In 2006 the United Kingdom generated approximately 81 terawatt-hours of nuclear energy for a population of about 60.6 million on 94,525 miles \(^{2}\). In the same year the United States generated approximately 780 terawatt-hours of nuclear energy for a population of about 300 million on 3,675,031 miles \(^{2}\). A terawatt is \(10^{12}\) watts. a. How many terawatt-hours is the United Kingdom generating per person? How many terawatt-hours is it generating per square mile? Express each in scientific notation. b. How many terawatt-hours is the United States generating per person? How many terawatt-hours are we generating per square mile? Express each in scientific notation. c. How much nuclear energy is being generated in the United Kingdom per square mile relative to the United States? d. Write a brief statement comparing the relative magnitude of generation of nuclear power per person in the United Kingdom and the United States.

Using rules of exponents, show that \(\frac{1}{x^{-n}}=x^{n}\).

Simplify each expression using two different methods, and then compare your answers. Method I: Simplify inside the parentheses first, and then apply the exponent rule outside the parentheses. Method II: Apply the exponent rule outside the parentheses, and then simplify. a. \(\left(\frac{m^{2} n^{3}}{m n}\right)^{2}\) b. \(\left(\frac{2 a^{2} b^{3}}{a b^{2}}\right)^{4}\)

How many droplets of water are in a river that is \(100 \mathrm{~km}\) long, \(250 \mathrm{~m}\) wide, and \(25 \mathrm{~m}\) deep? Assume a droplet is 1 milliliter. ( Note: one liter \(=\) one cubic decimeter and 10 decimeters \(=\) I meter.)

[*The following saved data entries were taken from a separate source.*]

//! Grid world: intersections, traffic lights, and vehicles
//!
//! Vehicles share intersections on a wrapping grid. Each intersection has a
//! light that alternates between north/south green and east/west green. The
//! world judges every attempted move and pays out rewards; the primary vehicle
//! is the one the learner drives.

use std::collections::HashMap;

use rand::rngs::StdRng;
use rand::seq::SliceRandom;
use rand::{Rng, SeedableRng};
use serde::{Deserialize, Serialize};
use tracing::debug;

use smartcab_core::{
    Action, Environment, Heading, Light, Location, Percept, Pose, Result, Reward, SmartcabError,
};

use crate::planner::waypoint_toward;

/// Reward for a legal move that follows the planner
pub const REWARD_ON_ROUTE: Reward = 2.0;
/// Reward for a legal move that departs from the planner
pub const REWARD_OFF_ROUTE: Reward = -0.5;
/// Reward for staying put
pub const REWARD_IDLE: Reward = 0.0;
/// Reward for an illegal move
pub const REWARD_VIOLATION: Reward = -1.0;
/// Bonus for arriving before the deadline
pub const REWARD_ARRIVAL: Reward = 10.0;

/// World configuration
#[derive(Debug, Clone, Serialize, Deserialize)]
#[serde(default)]
pub struct WorldConfig {
    /// Intersections along the east/west axis
    pub width: i32,
    /// Intersections along the north/south axis
    pub height: i32,
    /// Number of randomly driving vehicles besides the primary one
    pub num_dummies: usize,
    /// Candidate light periods, one drawn per intersection
    pub light_periods: Vec<u32>,
    /// End the trial when the deadline runs out
    pub enforce_deadline: bool,
    /// Deadline = trip distance * multiplier
    pub deadline_multiplier: u32,
    /// Minimum Manhattan distance between start and destination
    pub min_trip_distance: u32,
    /// Trials end unconditionally once the deadline falls to this value
    pub hard_time_limit: i32,
    pub seed: Option<u64>,
}

impl Default for WorldConfig {
    fn default() -> Self {
        Self {
            width: 8,
            height: 6,
            num_dummies: 3,
            light_periods: vec![3, 4, 5],
            enforce_deadline: true,
            deadline_multiplier: 5,
            min_trip_distance: 4,
            hard_time_limit: -100,
            seed: None,
        }
    }
}

impl WorldConfig {
    pub fn validate(&self) -> Result<()> {
        if self.width < 1 || self.height < 1 {
            return Err(SmartcabError::Config(format!(
                "grid must be at least 1x1, got {}x{}",
                self.width, self.height
            )));
        }
        if self.light_periods.is_empty() || self.light_periods.contains(&0) {
            return Err(SmartcabError::Config(
                "light_periods must be non-empty and positive".to_string(),
            ));
        }
        let widest = (self.width - 1 + self.height - 1).unsigned_abs();
        if self.min_trip_distance > widest {
            return Err(SmartcabError::Config(format!(
                "min_trip_distance {} exceeds the largest distance on a {}x{} grid",
                self.min_trip_distance, self.width, self.height
            )));
        }
        Ok(())
    }
}

/// Light at one intersection
#[derive(Debug, Clone, Copy, PartialEq, Eq)]
pub struct TrafficLight {
    /// true: north/south traffic has green
    pub north_south_green: bool,
    pub period: u32,
    last_updated: u64,
}

impl TrafficLight {
    pub fn new(north_south_green: bool, period: u32) -> Self {
        Self {
            north_south_green,
            period,
            last_updated: 0,
        }
    }

    pub fn update(&mut self, t: u64) {
        if t.saturating_sub(self.last_updated) >= u64::from(self.period) {
            self.north_south_green = !self.north_south_green;
            self.last_updated = t;
        }
    }

    pub fn reset(&mut self) {
        self.last_updated = 0;
    }

    /// Color seen by a vehicle travelling along `heading`
    pub fn color_for(&self, heading: Heading) -> Light {
        let along_open_axis = if self.north_south_green {
            heading.dy != 0
        } else {
            heading.dx != 0
        };
        if along_open_axis {
            Light::Green
        } else {
            Light::Red
        }
    }
}

/// A vehicle that wanders on random waypoints and obeys the rules
#[derive(Debug, Clone, Copy, PartialEq, Eq)]
pub struct DummyVehicle {
    pub pose: Pose,
    pub intent: Action,
}

/// The learner's vehicle
#[derive(Debug, Clone, Copy, PartialEq, Eq)]
pub struct PrimaryVehicle {
    pub pose: Pose,
    pub destination: Location,
    pub deadline: i32,
}

#[derive(Debug, Clone, Copy, PartialEq, Eq)]
enum VehicleId {
    Primary,
    Dummy(usize),
}

/// Outcome of a finished or running trial
#[derive(Debug, Clone, Copy, PartialEq, Eq, Serialize)]
pub struct TripState {
    pub reached: bool,
    pub done: bool,
    pub t: u64,
    pub deadline: i32,
}

pub struct World {
    config: WorldConfig,
    rng: StdRng,
    lights: HashMap<Location, TrafficLight>,
    dummies: Vec<DummyVehicle>,
    primary: PrimaryVehicle,
    t: u64,
    done: bool,
    reached: bool,
}

impl World {
    pub fn new(config: WorldConfig) -> Result<Self> {
        config.validate()?;

        let mut rng = match config.seed {
            Some(seed) => StdRng::seed_from_u64(seed),
            None => StdRng::from_entropy(),
        };

        let mut lights = HashMap::new();
        for x in 1..=config.width {
            for y in 1..=config.height {
                let period = *config.light_periods.choose(&mut rng).unwrap_or(&3);
                lights.insert(Location::new(x, y), TrafficLight::new(rng.gen(), period));
            }
        }

        let origin = Pose {
            location: Location::new(1, 1),
            heading: Heading::EAST,
        };

        Ok(Self {
            config,
            rng,
            lights,
            dummies: Vec::new(),
            primary: PrimaryVehicle {
                pose: origin,
                destination: origin.location,
                deadline: 0,
            },
            t: 0,
            done: false,
            reached: false,
        })
    }

    /// Start a new trial: place the primary vehicle and the dummies, reset the
    /// clock and lights. Returns the new destination.
    pub fn reset(&mut self) -> Location {
        self.t = 0;
        self.done = false;
        self.reached = false;
        for light in self.lights.values_mut() {
            light.reset();
        }

        let (start, destination) = loop {
            let start = self.random_location();
            let destination = self.random_location();
            if start.manhattan(destination) >= self.config.min_trip_distance {
                break (start, destination);
            }
        };
        let heading = self.random_heading();
        let distance = start.manhattan(destination);
        let deadline =
            i32::try_from(distance * self.config.deadline_multiplier).unwrap_or(i32::MAX);

        self.primary = PrimaryVehicle {
            pose: Pose {
                location: start,
                heading,
            },
            destination,
            deadline,
        };

        self.dummies.clear();
        for _ in 0..self.config.num_dummies {
            let pose = Pose {
                location: self.random_location(),
                heading: self.random_heading(),
            };
            let intent = self.random_intent();
            self.dummies.push(DummyVehicle { pose, intent });
        }

        debug!(
            "World reset: start {} heading {}, destination {}, deadline {}",
            start, heading, destination, deadline
        );
        destination
    }

    /// Advance every light by one tick
    pub fn update_lights(&mut self) {
        let t = self.t;
        for light in self.lights.values_mut() {
            light.update(t);
        }
    }

    /// Let every dummy vehicle take its move
    pub fn update_dummies(&mut self) {
        for i in 0..self.dummies.len() {
            let percept = self.sense_for(VehicleId::Dummy(i));
            let intent = self.dummies[i].intent;

            let allowed = match intent {
                Action::Right => !(percept.light == Light::Red && percept.left == Action::Forward),
                Action::Forward => percept.light.is_green(),
                Action::Left => {
                    percept.light.is_green()
                        && !matches!(percept.oncoming, Action::Forward | Action::Right)
                }
                Action::Stay => true,
            };

            let action = if allowed {
                let next = self.random_intent();
                self.dummies[i].intent = next;
                intent
            } else {
                Action::Stay
            };
            self.act_for(VehicleId::Dummy(i), action, percept);
        }
    }

    /// Close out a timestep: advance the clock and enforce the deadline
    pub fn end_step(&mut self) {
        self.t += 1;
        let deadline = self.primary.deadline;
        if deadline <= self.config.hard_time_limit
            || (self.config.enforce_deadline && deadline <= 0)
        {
            self.done = true;
        }
        self.primary.deadline = deadline - 1;
    }

    pub fn t(&self) -> u64 {
        self.t
    }

    pub fn trip(&self) -> TripState {
        TripState {
            reached: self.reached,
            done: self.done,
            t: self.t,
            deadline: self.primary.deadline,
        }
    }

    pub fn primary(&self) -> &PrimaryVehicle {
        &self.primary
    }

    pub fn dummies(&self) -> &[DummyVehicle] {
        &self.dummies
    }

    /// Place the primary vehicle directly, bypassing the random draw
    pub fn place_primary(&mut self, pose: Pose, destination: Location, deadline: i32) {
        self.primary = PrimaryVehicle {
            pose,
            destination,
            deadline,
        };
        self.done = false;
        self.reached = false;
    }

    pub fn place_dummy(&mut self, pose: Pose, intent: Action) {
        self.dummies.push(DummyVehicle { pose, intent });
    }

    pub fn set_light(&mut self, location: Location, north_south_green: bool) {
        if let Some(light) = self.lights.get_mut(&location) {
            light.north_south_green = north_south_green;
        }
    }

    fn pose_of(&self, id: VehicleId) -> Pose {
        match id {
            VehicleId::Primary => self.primary.pose,
            VehicleId::Dummy(i) => self.dummies[i].pose,
        }
    }

    fn intent_of(&self, id: VehicleId) -> Action {
        match id {
            VehicleId::Primary => waypoint_toward(self.primary.pose, self.primary.destination),
            VehicleId::Dummy(i) => self.dummies[i].intent,
        }
    }

    fn vehicles(&self) -> impl Iterator<Item = VehicleId> {
        std::iter::once(VehicleId::Primary).chain((0..self.dummies.len()).map(VehicleId::Dummy))
    }

    fn sense_for(&self, id: VehicleId) -> Percept {
        let Pose { location, heading } = self.pose_of(id);
        let light = self
            .lights
            .get(&location)
            .map_or(Light::Red, |l| l.color_for(heading));

        let mut percept = Percept {
            light,
            ..Percept::default()
        };

        for other in self.vehicles().filter(|other| *other != id) {
            let other_pose = self.pose_of(other);
            if other_pose.location != location || other_pose.heading == heading {
                continue;
            }
            let intent = self.intent_of(other);

            if heading.is_opposite(other_pose.heading) {
                if percept.oncoming != Action::Left {
                    percept.oncoming = intent;
                }
            } else if heading.sees_from_right(other_pose.heading) {
                if percept.right != Action::Forward && percept.right != Action::Left {
                    percept.right = intent;
                }
            } else if percept.left != Action::Forward {
                percept.left = intent;
            }
        }

        percept
    }

    fn act_for(&mut self, id: VehicleId, action: Action, percept: Percept) -> Reward {
        let pose = self.pose_of(id);
        let planned = self.intent_of(id);

        let heading = match action {
            Action::Forward if percept.light.is_green() => Some(pose.heading),
            Action::Left
                if percept.light.is_green()
                    && matches!(percept.oncoming, Action::Stay | Action::Left) =>
            {
                Some(pose.heading.left())
            }
            Action::Right if percept.light.is_green() || percept.left != Action::Forward => {
                Some(pose.heading.right())
            }
            Action::Stay => Some(pose.heading),
            _ => None,
        };

        let mut reward = match heading {
            None => REWARD_VIOLATION,
            Some(_) if action == Action::Stay => REWARD_IDLE,
            Some(heading) => {
                let moved = Pose {
                    location: self.wrap(Location::new(
                        pose.location.x + heading.dx,
                        pose.location.y + heading.dy,
                    )),
                    heading,
                };
                self.set_pose(id, moved);
                if action == planned {
                    REWARD_ON_ROUTE
                } else {
                    REWARD_OFF_ROUTE
                }
            }
        };

        if id == VehicleId::Primary && self.primary.pose.location == self.primary.destination {
            if self.primary.deadline >= 0 {
                reward += REWARD_ARRIVAL;
            }
            self.reached = true;
            self.done = true;
        }

        reward
    }

    fn set_pose(&mut self, id: VehicleId, pose: Pose) {
        match id {
            VehicleId::Primary => self.primary.pose = pose,
            VehicleId::Dummy(i) => self.dummies[i].pose = pose,
        }
    }

    fn wrap(&self, location: Location) -> Location {
        Location::new(
            (location.x - 1).rem_euclid(self.config.width) + 1,
            (location.y - 1).rem_euclid(self.config.height) + 1,
        )
    }

    fn random_location(&mut self) -> Location {
        Location::new(
            self.rng.gen_range(1..=self.config.width),
            self.rng.gen_range(1..=self.config.height),
        )
    }

    fn random_heading(&mut self) -> Heading {
        *Heading::ALL.choose(&mut self.rng).unwrap_or(&Heading::EAST)
    }

    fn random_intent(&mut self) -> Action {
        *[Action::Forward, Action::Left, Action::Right]
            .choose(&mut self.rng)
            .unwrap_or(&Action::Forward)
    }
}

impl Environment for World {
    fn sense(&self) -> Percept {
        self.sense_for(VehicleId::Primary)
    }

    fn pose(&self) -> Pose {
        self.primary.pose
    }

    fn deadline(&self) -> i32 {
        self.primary.deadline
    }

    fn act(&mut self, action: Action) -> Reward {
        let percept = self.sense_for(VehicleId::Primary);
        self.act_for(VehicleId::Primary, action, percept)
    }

    fn is_done(&self) -> bool {
        self.done
    }
}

(Requires a calculator that can evaluate powers.) Calculators and spreadsheets use slightly different formats for scientific notation. For example, if you type in Avogadro's number either as 602,000,000,000,000,000,000,000 or as \(6.02 \cdot 10^{23},\) the calculator or spreadsheet will display \(6.02 \mathrm{E} 23,\) where \(\mathrm{E}\) stands for "exponent" or power of \(10 .\) Perform the following calculations using technology, then write the answer in standard scientific notation rounded to three places. a. \(\left(\frac{9}{5}\right)^{50}\) b. \(2^{35}\) c. \(\left(\frac{1}{3}\right)^{7}\) d. \(\frac{7}{6^{15}}\) e. \((5)^{-10}(2)^{10}\) f. \((-4)^{5}\left(\frac{1}{(16)^{12}}\right)\)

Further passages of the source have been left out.